Stored data:
%%
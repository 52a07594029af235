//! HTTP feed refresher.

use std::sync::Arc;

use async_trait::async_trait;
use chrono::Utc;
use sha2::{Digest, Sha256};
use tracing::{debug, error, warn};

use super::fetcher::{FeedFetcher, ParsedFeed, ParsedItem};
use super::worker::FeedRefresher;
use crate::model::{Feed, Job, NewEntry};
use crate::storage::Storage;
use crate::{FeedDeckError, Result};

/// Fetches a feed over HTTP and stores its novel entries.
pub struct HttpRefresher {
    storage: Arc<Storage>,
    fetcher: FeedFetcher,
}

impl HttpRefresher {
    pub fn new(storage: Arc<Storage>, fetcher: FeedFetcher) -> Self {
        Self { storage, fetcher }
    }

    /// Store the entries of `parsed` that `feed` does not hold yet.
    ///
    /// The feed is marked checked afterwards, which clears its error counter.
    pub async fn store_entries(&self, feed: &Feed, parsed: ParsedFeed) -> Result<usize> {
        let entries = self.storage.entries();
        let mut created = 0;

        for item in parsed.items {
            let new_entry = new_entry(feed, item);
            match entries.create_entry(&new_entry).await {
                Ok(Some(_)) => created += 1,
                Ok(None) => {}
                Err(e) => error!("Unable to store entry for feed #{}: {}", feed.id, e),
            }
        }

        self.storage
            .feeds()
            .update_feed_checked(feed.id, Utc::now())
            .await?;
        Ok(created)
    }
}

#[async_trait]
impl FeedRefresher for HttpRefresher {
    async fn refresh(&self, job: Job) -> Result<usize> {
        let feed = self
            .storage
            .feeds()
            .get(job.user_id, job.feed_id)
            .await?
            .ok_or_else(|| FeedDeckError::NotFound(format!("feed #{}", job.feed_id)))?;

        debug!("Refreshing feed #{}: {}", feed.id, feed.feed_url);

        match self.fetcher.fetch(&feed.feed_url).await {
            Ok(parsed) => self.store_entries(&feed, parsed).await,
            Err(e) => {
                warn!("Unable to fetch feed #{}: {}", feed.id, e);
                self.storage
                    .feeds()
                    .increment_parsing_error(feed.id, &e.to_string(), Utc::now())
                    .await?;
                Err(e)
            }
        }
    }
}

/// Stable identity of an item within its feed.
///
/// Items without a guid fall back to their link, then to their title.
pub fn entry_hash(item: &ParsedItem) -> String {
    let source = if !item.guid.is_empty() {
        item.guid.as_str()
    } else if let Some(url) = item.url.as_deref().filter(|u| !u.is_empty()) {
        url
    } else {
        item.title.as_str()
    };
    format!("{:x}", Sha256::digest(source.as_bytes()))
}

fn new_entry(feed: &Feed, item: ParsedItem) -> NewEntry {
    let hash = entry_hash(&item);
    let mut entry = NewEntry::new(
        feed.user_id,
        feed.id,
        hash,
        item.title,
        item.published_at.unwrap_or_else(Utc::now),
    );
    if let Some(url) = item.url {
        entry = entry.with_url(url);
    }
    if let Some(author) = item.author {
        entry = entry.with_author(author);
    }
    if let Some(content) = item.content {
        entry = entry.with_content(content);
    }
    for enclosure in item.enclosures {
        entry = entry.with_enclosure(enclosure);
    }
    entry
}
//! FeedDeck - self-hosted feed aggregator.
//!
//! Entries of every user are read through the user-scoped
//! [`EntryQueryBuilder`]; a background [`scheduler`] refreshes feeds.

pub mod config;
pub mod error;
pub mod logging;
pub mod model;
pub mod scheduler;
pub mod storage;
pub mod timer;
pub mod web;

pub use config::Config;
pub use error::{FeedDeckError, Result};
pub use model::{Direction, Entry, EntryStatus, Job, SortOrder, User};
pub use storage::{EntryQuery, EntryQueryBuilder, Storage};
%%
EXERCISE DETAILS: The answer must reproduce all of the entries exactly.

EXERCISE OUTPUT:
repository 52a07594029af235
//! HTTP feed refresher.

use std::sync::Arc;

use async_trait::async_trait;
use chrono::Utc;
use sha2::{Digest, Sha256};
use tracing::{debug, error, warn};

use super::fetcher::{FeedFetcher, ParsedFeed, ParsedItem};
use super::worker::FeedRefresher;
use crate::model::{Feed, Job, NewEntry};
use crate::storage::Storage;
use crate::{FeedDeckError, Result};

/// Fetches a feed over HTTP and stores its novel entries.
pub struct HttpRefresher {
    storage: Arc<Storage>,
    fetcher: FeedFetcher,
}

impl HttpRefresher {
    pub fn new(storage: Arc<Storage>, fetcher: FeedFetcher) -> Self {
        Self { storage, fetcher }
    }

    /// Store the entries of `parsed` that `feed` does not hold yet.
    ///
    /// The feed is marked checked afterwards, which clears its error counter.
    pub async fn store_entries(&self, feed: &Feed, parsed: ParsedFeed) -> Result<usize> {
        let entries = self.storage.entries();
        let mut created = 0;

        for item in parsed.items {
            let new_entry = new_entry(feed, item);
            match entries.create_entry(&new_entry).await {
                Ok(Some(_)) => created += 1,
                Ok(None) => {}
                Err(e) => error!("Unable to store entry for feed #{}: {}", feed.id, e),
            }
        }

        self.storage
            .feeds()
            .update_feed_checked(feed.id, Utc::now())
            .await?;
        Ok(created)
    }
}

#[async_trait]
impl FeedRefresher for HttpRefresher {
    async fn refresh(&self, job: Job) -> Result<usize> {
        let feed = self
            .storage
            .feeds()
            .get(job.user_id, job.feed_id)
            .await?
            .ok_or_else(|| FeedDeckError::NotFound(format!("feed #{}", job.feed_id)))?;

        debug!("Refreshing feed #{}: {}", feed.id, feed.feed_url);

        match self.fetcher.fetch(&feed.feed_url).await {
            Ok(parsed) => self.store_entries(&feed, parsed).await,
            Err(e) => {
                warn!("Unable to fetch feed #{}: {}", feed.id, e);
                self.storage
                    .feeds()
                    .increment_parsing_error(feed.id, &e.to_string(), Utc::now())
                    .await?;
                Err(e)
            }
        }
    }
}

/// Stable identity of an item within its feed.
///
/// Items without a guid fall back to their link, then to their title.
pub fn entry_hash(item: &ParsedItem) -> String {
    let source = if !item.guid.is_empty() {
        item.guid.as_str()
    } else if let Some(url) = item.url.as_deref().filter(|u| !u.is_empty()) {
        url
    } else {
        item.title.as_str()
    };
    format!("{:x}", Sha256::digest(source.as_bytes()))
}

fn new_entry(feed: &Feed, item: ParsedItem) -> NewEntry {
    let hash = entry_hash(&item);
    let mut entry = NewEntry::new(
        feed.user_id,
        feed.id,
        hash,
        item.title,
        item.published_at.unwrap_or_else(Utc::now),
    );
    if let Some(url) = item.url {
        entry = entry.with_url(url);
    }
    if let Some(author) = item.author {
        entry = entry.with_author(author);
    }
    if let Some(content) = item.content {
        entry = entry.with_content(content);
    }
    for enclosure in item.enclosures {
        entry = entry.with_enclosure(enclosure);
    }
    entry
}
//! FeedDeck - self-hosted feed aggregator.
//!
//! Entries of every user are read through the user-scoped
//! [`EntryQueryBuilder`]; a background [`scheduler`] refreshes feeds.

pub mod config;
pub mod error;
pub mod logging;
pub mod model;
pub mod scheduler;
pub mod storage;
pub mod timer;
pub mod web;

pub use config::Config;
pub use error::{FeedDeckError, Result};
pub use model::{Direction, Entry, EntryStatus, Job, SortOrder, User};
pub use storage::{EntryQuery, EntryQueryBuilder, Storage};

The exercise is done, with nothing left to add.